use std::{fs, path::PathBuf};

use eyre::{eyre, Result, WrapErr};

fn home() -> Result<PathBuf> {
    dirs::home_dir().ok_or_else(|| eyre!("could not find a home directory"))
}

pub fn config_dir() -> Result<PathBuf> {
    let path = home()?.join(".config").join("lifecount");
    fs::create_dir_all(&path).wrap_err_with(|| format!("creating {}", path.display()))?;
    Ok(path)
}

pub fn share_dir() -> Result<PathBuf> {
    let path = home()?.join(".local/share/lifecount");
    fs::create_dir_all(&path).wrap_err_with(|| format!("creating {}", path.display()))?;
    Ok(path)
}

pub fn config_path() -> Result<PathBuf> {
    Ok(config_dir()?.join("config.toml"))
}

pub fn default_activities_path() -> Result<PathBuf> {
    Ok(share_dir()?.join("activities.json"))
}
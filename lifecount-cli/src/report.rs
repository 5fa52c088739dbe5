use console::style;
use eyre::Result;
use lifecount_core::{truncate_string, ActivityKind, App, ComputedCard};
use strum::IntoEnumIterator;

pub fn list(app: &App, all: bool) -> Result<()> {
    let ctx = app.age_context()?;

    let mut cards: Vec<ComputedCard> = if all {
        app.activities()
            .iter()
            .map(|activity| ComputedCard::compute(activity.clone(), &ctx))
            .collect()
    } else {
        app.compute_cards()?
    };
    cards.sort_by(|a, b| {
        a.activity
            .category
            .cmp(&b.activity.category)
            .then_with(|| a.activity.name.cmp(&b.activity.name))
    });

    println!(
        "{}",
        style(format!(
            "age {}, {} years to go",
            ctx.current_age,
            ctx.years_remaining()
        ))
        .bold()
    );
    println!();
    println!(
        "{:<32} {:<14} {:<12} {:>10} {:>5}",
        "activity", "category", "frequency", "left", "done"
    );

    for card in &cards {
        let activity = &card.activity;
        let line = format!(
            "{:<32} {:<14} {:<12} {:>10} {:>4}%",
            truncate_string(&activity.name, 31),
            truncate_string(&activity.category, 13),
            activity.frequency.to_string(),
            card.face.headline(),
            card.completion_percentage,
        );

        if activity.is_active {
            println!("{line}");
        } else {
            println!("{}", style(line).dim());
        }
    }

    if ctx.is_outlived() {
        println!();
        println!("{}", style("you've outlived the expectancy, every count is zero").yellow());
    }

    Ok(())
}

pub fn summary(app: &App) {
    let summary = app.summary();

    println!("{}", style("activities").bold());
    println!("  total:        {}", summary.total);
    println!(
        "  active:       {} ({:.1}%)",
        summary.active,
        summary.share(summary.active)
    );
    println!("  user created: {}", summary.user_created);
    println!("  fixed end:    {}", summary.with_fixed_end);

    println!();
    println!("{}", style("by type").bold());
    for kind in ActivityKind::iter() {
        let count = summary.by_kind.get(&kind).copied().unwrap_or_default();
        println!("  {:<13} {:>4} ({:.1}%)", kind.to_string(), count, summary.share(count));
    }

    println!();
    println!(
        "{}",
        style(format!("top categories ({} in total)", summary.category_count)).bold()
    );
    for (category, count) in &summary.top_categories {
        println!("  {:<13} {:>4}", category, count);
    }

    if !summary.per_unit_totals.is_empty() {
        println!();
        println!("{}", style("money").bold());
        for (currency, total) in &summary.per_unit_totals {
            let remaining = summary.remaining_spend.get(currency).copied().unwrap_or_default();
            println!("  {currency}: {total:.2} per cycle, {remaining:.2} over the rest of your life");
        }
    }
}
use std::sync::Arc;

use crate::{
    activity::{Activity, ActivityId},
    occurrences::{completion_percentage, remaining_occurrences, total_occurrences},
    profile::AgeContext,
};

mod face;

pub use face::*;

/// An activity together with its countdown numbers, ready to display.
#[derive(Clone, Debug, PartialEq)]
pub struct ComputedCard {
    pub activity: Arc<Activity>,
    pub remaining_occurrences: u64,
    pub total_occurrences: u64,
    /// 0-100
    pub completion_percentage: u8,
    pub face: CardFace,
}

impl ComputedCard {
    pub fn compute(activity: Arc<Activity>, ctx: &AgeContext) -> Self {
        let remaining = remaining_occurrences(&activity, ctx);
        let total = total_occurrences(&activity, ctx);
        let completion = completion_percentage(&activity, ctx);
        let face = CardFace::for_activity(&activity, remaining);

        Self {
            activity,
            remaining_occurrences: remaining,
            total_occurrences: total,
            completion_percentage: completion,
            face,
        }
    }

    pub fn id(&self) -> &ActivityId {
        &self.activity.id
    }

    /// Same activity, numbers redone for a new context.
    pub fn recompute(&self, ctx: &AgeContext) -> Self {
        Self::compute(self.activity.clone(), ctx)
    }
}

/// Cards for every active activity, in the given order.
pub fn build_cards(activities: &[Arc<Activity>], ctx: &AgeContext) -> Vec<ComputedCard> {
    activities
        .iter()
        .filter(|activity| activity.is_active)
        .map(|activity| ComputedCard::compute(activity.clone(), ctx))
        .collect()
}

#[cfg(test)]
mod tests {
    use super::*;
    use crate::frequency::{Frequency, Period};

    #[test]
    fn inactive_are_left_out() {
        let activities = vec![
            Arc::new(Activity::experiential("Sunset", Frequency::new(1., Period::Week))),
            Arc::new(Activity::experiential("Skydive", Frequency::yearly(1.)).inactive()),
        ];
        let cards = build_cards(&activities, &AgeContext::new(30., 80.));
        assert_eq!(cards.len(), 1);
        assert_eq!(cards[0].id().0, "sunset");
        assert_eq!(cards[0].remaining_occurrences, 2600);
        assert_eq!(cards[0].total_occurrences, 4160);
        assert_eq!(cards[0].completion_percentage, 38);
    }

    #[test]
    fn recompute_follows_expectancy() {
        let activity = Arc::new(Activity::experiential("Date", Frequency::new(2., Period::Month)));
        let card = ComputedCard::compute(activity, &AgeContext::new(57., 77.));
        assert_eq!(card.remaining_occurrences, 480);

        let card = card.recompute(&AgeContext::new(57., 67.));
        assert_eq!(card.remaining_occurrences, 240);
        assert_eq!(card.face, CardFace::Count { remaining: 240 });
    }
}
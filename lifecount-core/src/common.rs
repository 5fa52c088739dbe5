use chrono::{Local, NaiveDate};

/// Source of "today" for age calculations.
pub trait Clock: Send + Sync {
    fn today(&self) -> NaiveDate;
}

#[derive(Clone, Copy, Debug, Default)]
pub struct SystemClock;

impl Clock for SystemClock {
    fn today(&self) -> NaiveDate {
        Local::now().date_naive()
    }
}

/// A clock stuck on one day, handy for tests and for previewing other dates.
#[derive(Clone, Copy, Debug)]
pub struct FixedClock(pub NaiveDate);

impl Clock for FixedClock {
    fn today(&self) -> NaiveDate {
        self.0
    }
}

/// Safe way to truncate string.
pub fn truncate_string(input: &str, max_len: usize) -> String {
    let mut chars = input.chars();
    let mut result: String = chars.by_ref().take(max_len).collect();
    if chars.next().is_some() {
        result.push('…');
    }
    result
}
//! Tokenization capability consumed by the scorer.

use crate::error::ScoreError;

/// Splits raw text into normalized word tokens.
///
/// Contract: every token is lowercase, punctuation-only and whitespace-only
/// segments are excluded, and token order matches left-to-right appearance
/// in the source text. The token sequence must be deterministic for a fixed
/// input.
///
/// An implementation is bound once at build time and used read-only across
/// every call to the built scorer. An implementation that is not safe for
/// concurrent use forces callers to build one scorer per worker thread.
pub trait Tokenizer {
    /// Tokenize `text`.
    ///
    /// # Errors
    ///
    /// Returns [`ScoreError::Tokenize`] if the input cannot be tokenized.
    fn tokenize(&self, text: &str) -> Result<Vec<String>, ScoreError>;
}

/// Default tokenizer: split on whitespace, strip surrounding punctuation,
/// lowercase, drop segments with no alphanumeric content.
///
/// Total for any UTF-8 input. Interior punctuation is kept, so "rock-n-roll"
/// stays one token.
#[derive(Debug, Clone, Copy, Default)]
pub struct WordTokenizer;

impl Tokenizer for WordTokenizer {
    fn tokenize(&self, text: &str) -> Result<Vec<String>, ScoreError> {
        Ok(text
            .split_whitespace()
            .map(|s| {
                s.trim_matches(|c: char| !c.is_alphanumeric())
                    .to_lowercase()
            })
            .filter(|s| !s.is_empty())
            .collect())
    }
}
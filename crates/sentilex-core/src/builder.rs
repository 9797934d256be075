//! Scorer construction and the failure-fallback policy.

use std::fmt;

use crate::error::{BoxError, ScoreError};
use crate::lexicon::Lexicon;
use crate::scorer::score_message;
use crate::tokenizer::{Tokenizer, WordTokenizer};

/// Sentinel returned by [`MessageScorer::score`] when scoring fails
/// internally.
///
/// Callers cannot distinguish it from a genuinely negative message; use
/// [`MessageScorer::try_score`] or an error hook where that matters.
pub const FAILURE_SCORE: f32 = -1.0;

/// Message transform applied before tokenization.
pub enum Preprocess {
    /// Pass the message through unchanged.
    Identity,
    /// Apply a caller-supplied transform. A failed transform collapses the
    /// whole scoring call to [`FAILURE_SCORE`].
    Transform(Box<dyn Fn(&str) -> Result<String, BoxError> + Send + Sync>),
}

impl Preprocess {
    fn apply(&self, message: &str) -> Result<String, ScoreError> {
        match self {
            Preprocess::Identity => Ok(message.to_string()),
            Preprocess::Transform(transform) => {
                transform(message).map_err(ScoreError::Preprocess)
            }
        }
    }
}

impl fmt::Debug for Preprocess {
    fn fmt(&self, f: &mut fmt::Formatter<'_>) -> fmt::Result {
        match self {
            Preprocess::Identity => f.write_str("Identity"),
            Preprocess::Transform(_) => f.write_str("Transform(..)"),
        }
    }
}

type ErrorHook = Box<dyn Fn(&ScoreError) + Send + Sync>;

/// Builds a [`MessageScorer`] from an optional preprocess step, an optional
/// error hook, and a tokenizer.
///
/// The tokenizer is bound exactly once here and reused by every call to the
/// built scorer, so an expensive tokenizer setup is paid outside the scoring
/// hot path.
pub struct ScorerBuilder<T = WordTokenizer> {
    tokenizer: T,
    preprocess: Preprocess,
    on_error: Option<ErrorHook>,
}

impl ScorerBuilder<WordTokenizer> {
    #[must_use]
    pub fn new() -> Self {
        Self {
            tokenizer: WordTokenizer,
            preprocess: Preprocess::Identity,
            on_error: None,
        }
    }
}

impl Default for ScorerBuilder<WordTokenizer> {
    fn default() -> Self {
        Self::new()
    }
}

impl<T: Tokenizer> ScorerBuilder<T> {
    /// Replace the tokenizer bound to the built scorer.
    #[must_use]
    pub fn tokenizer<U: Tokenizer>(self, tokenizer: U) -> ScorerBuilder<U> {
        ScorerBuilder {
            tokenizer,
            preprocess: self.preprocess,
            on_error: self.on_error,
        }
    }

    /// Apply `transform` to every message before tokenization.
    #[must_use]
    pub fn preprocess<F>(mut self, transform: F) -> Self
    where
        F: Fn(&str) -> Result<String, BoxError> + Send + Sync + 'static,
    {
        self.preprocess = Preprocess::Transform(Box::new(transform));
        self
    }

    /// Invoke `hook` with any error swallowed by [`MessageScorer::score`]
    /// before the sentinel is returned.
    #[must_use]
    pub fn on_error<F>(mut self, hook: F) -> Self
    where
        F: Fn(&ScoreError) + Send + Sync + 'static,
    {
        self.on_error = Some(Box::new(hook));
        self
    }

    #[must_use]
    pub fn build(self) -> MessageScorer<T> {
        MessageScorer {
            tokenizer: self.tokenizer,
            preprocess: self.preprocess,
            on_error: self.on_error,
        }
    }
}

/// A reusable scoring function bound to one tokenizer and one preprocess
/// configuration.
///
/// Model state is supplied per call, so the same scorer serves any number of
/// lexicons without rebuilding the tokenizer. The scorer holds no mutable
/// state: identical `(message, lexicon)` inputs always produce identical
/// scores.
pub struct MessageScorer<T = WordTokenizer> {
    tokenizer: T,
    preprocess: Preprocess,
    on_error: Option<ErrorHook>,
}

impl<T: Tokenizer> MessageScorer<T> {
    /// Score `message` against `lexicon`, or against the shared empty
    /// lexicon when `None` is supplied (every message then scores 0.0).
    ///
    /// Never fails. Preprocessing and tokenization errors are logged, passed
    /// to the error hook if one was configured, and collapsed to
    /// [`FAILURE_SCORE`].
    #[must_use]
    pub fn score(&self, message: &str, lexicon: Option<&Lexicon>) -> f32 {
        match self.try_score(message, lexicon) {
            Ok(score) => score,
            Err(e) => {
                tracing::warn!(error = %e, "scoring failed, returning sentinel");
                if let Some(hook) = &self.on_error {
                    hook(&e);
                }
                FAILURE_SCORE
            }
        }
    }

    /// Score `message`, surfacing failures instead of the sentinel.
    ///
    /// # Errors
    ///
    /// Returns [`ScoreError::Preprocess`] if the configured transform fails,
    /// or [`ScoreError::Tokenize`] if the tokenizer fails.
    pub fn try_score(&self, message: &str, lexicon: Option<&Lexicon>) -> Result<f32, ScoreError> {
        let lexicon = lexicon.unwrap_or_else(|| Lexicon::empty());
        let message = self.preprocess.apply(message)?;
        score_message(
            &self.tokenizer,
            &message,
            &lexicon.negative,
            &lexicon.positive,
        )
    }
}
* * * * *
HOW TO COMPLETE THIS TASK: Working from the entries above, filter out every line that lacks "configured" and copy what remains.

RESPONSE TO THE TASK:
    /// to the error hook if one was configured, and collapsed to
    /// Returns [`ScoreError::Preprocess`] if the configured transform fails,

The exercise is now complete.